» WHAT YOU HAVE TO DO: From the records that follow, copy every line that contains the word "storage".

Stored data
*** Begin section ***

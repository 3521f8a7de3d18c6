//! DynamoDB error mapping.
//!
//! Maps AWS SDK errors to `StoreError` from `eip_core::storage`. Throughput
//! and request-rate rejections both become `ThroughputExceeded` so the
//! maintenance backoff handles them.

use std::fmt::Debug;

use aws_sdk_dynamodb::error::SdkError;
use aws_sdk_dynamodb::operation::batch_write_item::BatchWriteItemError;
use aws_sdk_dynamodb::operation::scan::ScanError;
use eip_core::storage::StoreError;

/// Map a Scan SDK error to StoreError.
pub fn map_scan_error<R: Debug + Send + Sync + 'static>(
    err: SdkError<ScanError, R>,
    table: &str,
) -> StoreError {
    if let Some(connection) = connection_error(&err) {
        return connection;
    }
    match err.into_service_error() {
        ScanError::ProvisionedThroughputExceededException(e) => {
            StoreError::ThroughputExceeded(e.message().unwrap_or("Scan throttled").to_string())
        }
        ScanError::RequestLimitExceeded(e) => {
            StoreError::ThroughputExceeded(
                e.message().unwrap_or("Request limit exceeded").to_string(),
            )
        }
        ScanError::ResourceNotFoundException(_) => StoreError::TableNotFound {
            table: table.to_string(),
        },
        ScanError::InternalServerError(_) => {
            StoreError::RequestFailed("DynamoDB internal server error".to_string())
        }
        err => StoreError::RequestFailed(format!("Scan failed: {:?}", err)),
    }
}

/// Map a BatchWriteItem SDK error to StoreError.
pub fn map_batch_write_error<R: Debug + Send + Sync + 'static>(
    err: SdkError<BatchWriteItemError, R>,
    table: &str,
) -> StoreError {
    if let Some(connection) = connection_error(&err) {
        return connection;
    }
    match err.into_service_error() {
        BatchWriteItemError::ProvisionedThroughputExceededException(e) => {
            StoreError::ThroughputExceeded(
                e.message().unwrap_or("Batch write throttled").to_string(),
            )
        }
        BatchWriteItemError::RequestLimitExceeded(e) => {
            StoreError::ThroughputExceeded(
                e.message().unwrap_or("Request limit exceeded").to_string(),
            )
        }
        BatchWriteItemError::ResourceNotFoundException(_) => StoreError::TableNotFound {
            table: table.to_string(),
        },
        BatchWriteItemError::ItemCollectionSizeLimitExceededException(_) => {
            StoreError::RequestFailed("Item collection size limit exceeded".to_string())
        }
        BatchWriteItemError::InternalServerError(_) => {
            StoreError::RequestFailed("DynamoDB internal server error".to_string())
        }
        err => StoreError::RequestFailed(format!("BatchWriteItem failed: {:?}", err)),
    }
}

fn connection_error<E, R>(err: &SdkError<E, R>) -> Option<StoreError> {
    let reason = match err {
        SdkError::DispatchFailure(_) => "request could not be dispatched",
        SdkError::TimeoutError(_) => "request timed out",
        _ => return None,
    };
    Some(StoreError::ConnectionFailed(reason.to_string()))
}

#[cfg(test)]
mod tests {
    use super::*;
    use aws_sdk_dynamodb::types::error::{
        ProvisionedThroughputExceededException, RequestLimitExceeded, ResourceNotFoundException,
    };

    #[test]
    fn test_scan_throughput_exceeded() {
        let err = SdkError::service_error(
            ScanError::ProvisionedThroughputExceededException(
                ProvisionedThroughputExceededException::builder()
                    .message("Rate of requests exceeds the allowed throughput")
                    .build(),
            ),
            (),
        );

        assert_eq!(
            map_scan_error(err, "failures"),
            StoreError::ThroughputExceeded(
                "Rate of requests exceeds the allowed throughput".to_string()
            )
        );
    }

    #[test]
    fn test_batch_write_request_limit_is_throttling() {
        let err = SdkError::service_error(
            BatchWriteItemError::RequestLimitExceeded(RequestLimitExceeded::builder().build()),
            (),
        );

        assert!(map_batch_write_error(err, "failures").is_throughput_exceeded());
    }

    #[test]
    fn test_missing_table() {
        let err = SdkError::service_error(
            BatchWriteItemError::ResourceNotFoundException(
                ResourceNotFoundException::builder().build(),
            ),
            (),
        );

        assert_eq!(
            map_batch_write_error(err, "failures"),
            StoreError::TableNotFound {
                table: "failures".to_string()
            }
        );
    }
}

*** End section ***

» ANSWER BOX:
//! Maps AWS SDK errors to `StoreError` from `eip_core::storage`. Throughput
use eip_core::storage::StoreError;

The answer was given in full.